All of the entries below need to be repeated exactly.

(Beginning of Source data)

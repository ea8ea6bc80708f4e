// Copyright (c) Contributors to the restore project.
// SPDX-License-Identifier: Apache-2.0

use clap::Args;
use miette::{IntoDiagnostic, Result};

use crate::manifest_file::ManifestPath;

/// Add one or more paths (files, directories, or whole trees) to the
/// manifest, unbound. Run `match` afterward to pick handlers for them.
#[derive(Debug, Args)]
pub struct CmdAdd {
    #[clap(flatten)]
    manifest: ManifestPath,

    /// Follow symlinks: a symlinked directory is walked into, and a
    /// symlink's target is added alongside the link itself.
    #[clap(short = 'L', long)]
    follow_symlinks: bool,

    /// Files or directories to add.
    #[clap(required = true)]
    paths: Vec<String>,
}

impl CmdAdd {
    pub fn run(&self) -> Result<i32> {
        let mut manifest = self.manifest.load_or_new()?;
        let before = manifest.len();
        for path in &self.paths {
            manifest.add_file_tree(path, self.follow_symlinks).into_diagnostic()?;
        }
        let added = manifest.len() - before;
        self.manifest.save(&manifest)?;
        tracing::info!(added, total = manifest.len(), "updated manifest");
        Ok(0)
    }
}
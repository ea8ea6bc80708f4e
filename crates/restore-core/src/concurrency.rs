// Copyright (c) Contributors to the restore project.
// SPDX-License-Identifier: Apache-2.0

//! Shared concurrency primitives used by both the matcher (parent-before-
//! child ordering) and the restorer (dependency ordering).

use std::collections::HashMap;
use std::sync::atomic::{AtomicBool, Ordering};
use std::sync::Arc;

use tokio::sync::Notify;

/// A one-shot "this path is settled" signal. Built on `Notify` plus an
/// `AtomicBool` rather than `Notify` alone, since `Notify::notified()`
/// only wakes tasks already waiting when `notify_waiters` is called -- a
/// task that checks the flag, finds it unset, and calls `notified()`
/// *after* the flag flips would otherwise miss the wakeup and hang
/// forever. Checking the flag again right before awaiting closes that
/// window.
#[derive(Default)]
pub struct ReadyFlag {
    ready: AtomicBool,
    notify: Notify,
}

impl ReadyFlag {
    pub fn new() -> Self {
        Self::default()
    }

    pub fn is_ready(&self) -> bool {
        self.ready.load(Ordering::SeqCst)
    }

    pub fn mark_ready(&self) {
        self.ready.store(true, Ordering::SeqCst);
        self.notify.notify_waiters();
    }

    pub async fn wait(&self) {
        loop {
            if self.is_ready() {
                return;
            }
            let notified = self.notify.notified();
            if self.is_ready() {
                return;
            }
            notified.await;
        }
    }
}

/// A registry of [`ReadyFlag`]s keyed by path, created on first access so
/// waiters don't need to know the full path set up front.
#[derive(Default)]
pub struct ReadyFlags {
    flags: dashmap::DashMap<String, Arc<ReadyFlag>>,
}

impl ReadyFlags {
    pub fn new() -> Self {
        Self::default()
    }

    pub fn get(&self, path: &str) -> Arc<ReadyFlag> {
        self.flags.entry(path.to_string()).or_insert_with(|| Arc::new(ReadyFlag::new())).clone()
    }

    pub fn mark_ready(&self, path: &str) {
        self.get(path).mark_ready();
    }

    pub async fn wait(&self, path: &str) {
        self.get(path).wait().await;
    }

    /// Mark every flag ready that was never otherwise touched; used when a
    /// pass ends early (an error, a cycle) and remaining waiters need to be
    /// released rather than hang.
    pub fn release_all(&self) {
        for entry in self.flags.iter() {
            entry.value().mark_ready();
        }
    }

    pub fn snapshot(&self) -> HashMap<String, bool> {
        self.flags.iter().map(|e| (e.key().clone(), e.value().is_ready())).collect()
    }
}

(End of Source data)

Answer area:
repository ea8ea6bc80708f4e
// Copyright (c) Contributors to the restore project.
// SPDX-License-Identifier: Apache-2.0

use clap::Args;
use miette::{IntoDiagnostic, Result};

use crate::manifest_file::ManifestPath;

/// Add one or more paths (files, directories, or whole trees) to the
/// manifest, unbound. Run `match` afterward to pick handlers for them.
#[derive(Debug, Args)]
pub struct CmdAdd {
    #[clap(flatten)]
    manifest: ManifestPath,

    /// Follow symlinks: a symlinked directory is walked into, and a
    /// symlink's target is added alongside the link itself.
    #[clap(short = 'L', long)]
    follow_symlinks: bool,

    /// Files or directories to add.
    #[clap(required = true)]
    paths: Vec<String>,
}

impl CmdAdd {
    pub fn run(&self) -> Result<i32> {
        let mut manifest = self.manifest.load_or_new()?;
        let before = manifest.len();
        for path in &self.paths {
            manifest.add_file_tree(path, self.follow_symlinks).into_diagnostic()?;
        }
        let added = manifest.len() - before;
        self.manifest.save(&manifest)?;
        tracing::info!(added, total = manifest.len(), "updated manifest");
        Ok(0)
    }
}
repository ea8ea6bc80708f4e
filename crates/restore-core/src/concurrency.rs
// Copyright (c) Contributors to the restore project.
// SPDX-License-Identifier: Apache-2.0

//! Shared concurrency primitives used by both the matcher (parent-before-
//! child ordering) and the restorer (dependency ordering).

use std::collections::HashMap;
use std::sync::atomic::{AtomicBool, Ordering};
use std::sync::Arc;

use tokio::sync::Notify;

/// A one-shot "this path is settled" signal. Built on `Notify` plus an
/// `AtomicBool` rather than `Notify` alone, since `Notify::notified()`
/// only wakes tasks already waiting when `notify_waiters` is called -- a
/// task that checks the flag, finds it unset, and calls `notified()`
/// *after* the flag flips would otherwise miss the wakeup and hang
/// forever. Checking the flag again right before awaiting closes that
/// window.
#[derive(Default)]
pub struct ReadyFlag {
    ready: AtomicBool,
    notify: Notify,
}

impl ReadyFlag {
    pub fn new() -> Self {
        Self::default()
    }

    pub fn is_ready(&self) -> bool {
        self.ready.load(Ordering::SeqCst)
    }

    pub fn mark_ready(&self) {
        self.ready.store(true, Ordering::SeqCst);
        self.notify.notify_waiters();
    }

    pub async fn wait(&self) {
        loop {
            if self.is_ready() {
                return;
            }
            let notified = self.notify.notified();
            if self.is_ready() {
                return;
            }
            notified.await;
        }
    }
}

/// A registry of [`ReadyFlag`]s keyed by path, created on first access so
/// waiters don't need to know the full path set up front.
#[derive(Default)]
pub struct ReadyFlags {
    flags: dashmap::DashMap<String, Arc<ReadyFlag>>,
}

impl ReadyFlags {
    pub fn new() -> Self {
        Self::default()
    }

    pub fn get(&self, path: &str) -> Arc<ReadyFlag> {
        self.flags.entry(path.to_string()).or_insert_with(|| Arc::new(ReadyFlag::new())).clone()
    }

    pub fn mark_ready(&self, path: &str) {
        self.get(path).mark_ready();
    }

    pub async fn wait(&self, path: &str) {
        self.get(path).wait().await;
    }

    /// Mark every flag ready that was never otherwise touched; used when a
    /// pass ends early (an error, a cycle) and remaining waiters need to be
    /// released rather than hang.
    pub fn release_all(&self) {
        for entry in self.flags.iter() {
            entry.value().mark_ready();
        }
    }

    pub fn snapshot(&self) -> HashMap<String, bool> {
        self.flags.iter().map(|e| (e.key().clone(), e.value().is_ready())).collect()
    }
}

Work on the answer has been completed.